Messa così la situazione, i percorsi a cui pensano ArcelorMittal e Invitalia divergono ancora una volta e ripropongono le contrapposizioni che negli ultimi due mesi hanno caratterizzato le posizioni dei due azionisti. Non escluso, quindi, che pure il cda di oggi possa chiudersi con un nulla di fatto e un nuovo rinvio. 
A questo punto che farebbe il Governo? C’è l’ipotesi che l’Esecutivo possa scendere in campo, ma nel nuovo anno, discutendo direttamente con Arcelor Mittal ma senza escludere dal confronto la componente pubblica di Invitalia. Si tratterebbe di un rilancio della trattativa su nuove basi con l’ingresso del Governo nel negoziato. 


Questo per cercare di modificare la posizione di Mittal che sinora la sola Invitalia non è riuscita a far cambiare. Col Governo in campo, si tratterebbe di una presenza che da un lato conferirebbe autorevolezza politica e istituzionale alla trattativa e dall’altro dimostrerebbe a Mittal quanto il Governo stesso voglia una svolta concreta e significativa sull’acciaieria a quasi 12 anni dal sequestro, a 5 dall’avvento di Mittal nella gestione e dopo un altro anno, il 2023, fortemente deludente in quanto a produzione di acciaio, uso degli impianti e manodopera occupata. 
Da vedere quale sarà la reazione sindacale se la giornata odierna sarà per Acciaierie un bis di quanto visto il 22 dicembre.

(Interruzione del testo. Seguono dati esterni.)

//! Whitespace normalization for converted document text.
//!
//! Conversion output is noisy: long runs of blank lines between blocks and
//! padded table cells. Normalization collapses that noise so chunk lengths
//! reflect real content.

use std::sync::LazyLock;

use regex::Regex;

static BLANK_LINE_RUN: LazyLock<Regex> =
    LazyLock::new(|| Regex::new(r"\n{3,}").expect("valid blank line regex"));

static INLINE_SPACE_RUN: LazyLock<Regex> =
    LazyLock::new(|| Regex::new(r"[ \t]+").expect("valid inline space regex"));

/// Clean extracted text for chunking and indexing.
///
/// - 3 or more consecutive newlines become exactly two.
/// - Runs of spaces and tabs become a single space.
/// - Leading and trailing whitespace is trimmed.
///
/// Empty or whitespace-only input yields an empty string. The function is
/// idempotent: `normalize_text(&normalize_text(x)) == normalize_text(x)`.
pub fn normalize_text(text: &str) -> String {
    if text.trim().is_empty() {
        tracing::debug!(target: "normalize", "empty input, skipping");
        return String::new();
    }

    let collapsed = BLANK_LINE_RUN.replace_all(text, "\n\n");
    let collapsed = INLINE_SPACE_RUN.replace_all(&collapsed, " ");
    let out = collapsed.trim().to_string();

    tracing::debug!(
        target: "normalize",
        input_chars = text.chars().count(),
        output_chars = out.chars().count(),
        "whitespace normalized"
    );
    out
}

#[cfg(test)]
mod tests {
    use super::*;
    use proptest::prelude::*;

    #[test]
    fn test_empty_and_blank_input() {
        assert_eq!(normalize_text(""), "");
        assert_eq!(normalize_text("   \n\n \t "), "");
    }

    #[test]
    fn test_collapses_blank_lines() {
        assert_eq!(normalize_text("a\n\n\n\n\nb"), "a\n\nb");
        assert_eq!(normalize_text("a\n\nb"), "a\n\nb");
        assert_eq!(normalize_text("a\nb"), "a\nb");
    }

    #[test]
    fn test_collapses_spaces_and_tabs() {
        assert_eq!(normalize_text("| a  |\t\tb   |"), "| a | b |");
    }

    #[test]
    fn test_trims_edges() {
        assert_eq!(normalize_text("\n\n  ## Title  \n\n"), "## Title");
    }

    #[test]
    fn test_keeps_other_whitespace() {
        assert_eq!(normalize_text("a\r\nb"), "a\r\nb");
    }

    proptest! {
        #[test]
        fn prop_idempotent(s in "[ a-z#.\t\n]{0,200}") {
            let once = normalize_text(&s);
            prop_assert_eq!(normalize_text(&once), once);
        }

        #[test]
        fn prop_no_long_runs(s in "[ a-z\t\n]{0,200}") {
            let out = normalize_text(&s);
            prop_assert!(!out.contains("\n\n\n"));
            prop_assert!(!out.contains("  "));
            prop_assert!(!out.contains('\t'));
        }
    }
}
//! `pdfchunk search`: query the index and print ranked chunks.

use anyhow::Result;

use crate::config::IndexConfig;
use crate::index::{ChunkIndex, SearchHit, SearchMode, SearchRequest};

/// Excerpt length shown per hit, in characters.
const EXCERPT_CHARS: usize = 200;

/// Hybrid when the index has an embedder, keyword otherwise.
pub fn default_mode(config: &IndexConfig) -> SearchMode {
    if config.embedder.is_some() {
        SearchMode::Hybrid
    } else {
        SearchMode::Keyword
    }
}

pub async fn run_search(index: &dyn ChunkIndex, request: &SearchRequest) -> Result<()> {
    if request.query.trim().is_empty() {
        println!("No results.");
        return Ok(());
    }

    let hits = index.search(request).await?;
    if hits.is_empty() {
        println!("No results.");
        return Ok(());
    }

    for (i, hit) in hits.iter().enumerate() {
        println!("{}", format_hit(i + 1, hit));
    }
    Ok(())
}

/// `rank. [score] id | title | excerpt` on one line.
pub fn format_hit(rank: usize, hit: &SearchHit) -> String {
    let title = if hit.title.is_empty() {
        "(untitled)"
    } else {
        hit.title.as_str()
    };
    let score = hit
        .score
        .map(|s| format!("[{:.2}] ", s))
        .unwrap_or_default();
    format!(
        "{}. {}{} | {} | {}",
        rank,
        score,
        hit.id,
        title,
        excerpt(&hit.chunk_text, EXCERPT_CHARS)
    )
}

/// Single-line excerpt of at most `max_chars` characters plus `...`.
fn excerpt(text: &str, max_chars: usize) -> String {
    let flat = text.split_whitespace().collect::<Vec<_>>().join(" ");
    match flat.char_indices().nth(max_chars) {
        Some((cut, _)) => format!("{}...", &flat[..cut]),
        None => flat,
    }
}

Cioè il nulla. Già allora le sigle hanno protestato e invitato il Governo a non attendere più per passare attraverso Invitalia nella posizione di azionista di maggioranza della società. I sindacati ritengono che si stia perdendo troppo tempo, aspettando da Mittal segnali di impegno che non arrivano. E che, a loro dire, mai arriveranno. 
Nel frattempo, il gruppo va sempre più alla deriva, la produzione si affievolisce e gli impianti si spengono, mentre tutta una serie di attività indotte sta collassando. E qualora si dovesse andare ad un supplemento di trattativa, Acciaierie avrà ancora la forza di restare in piedi?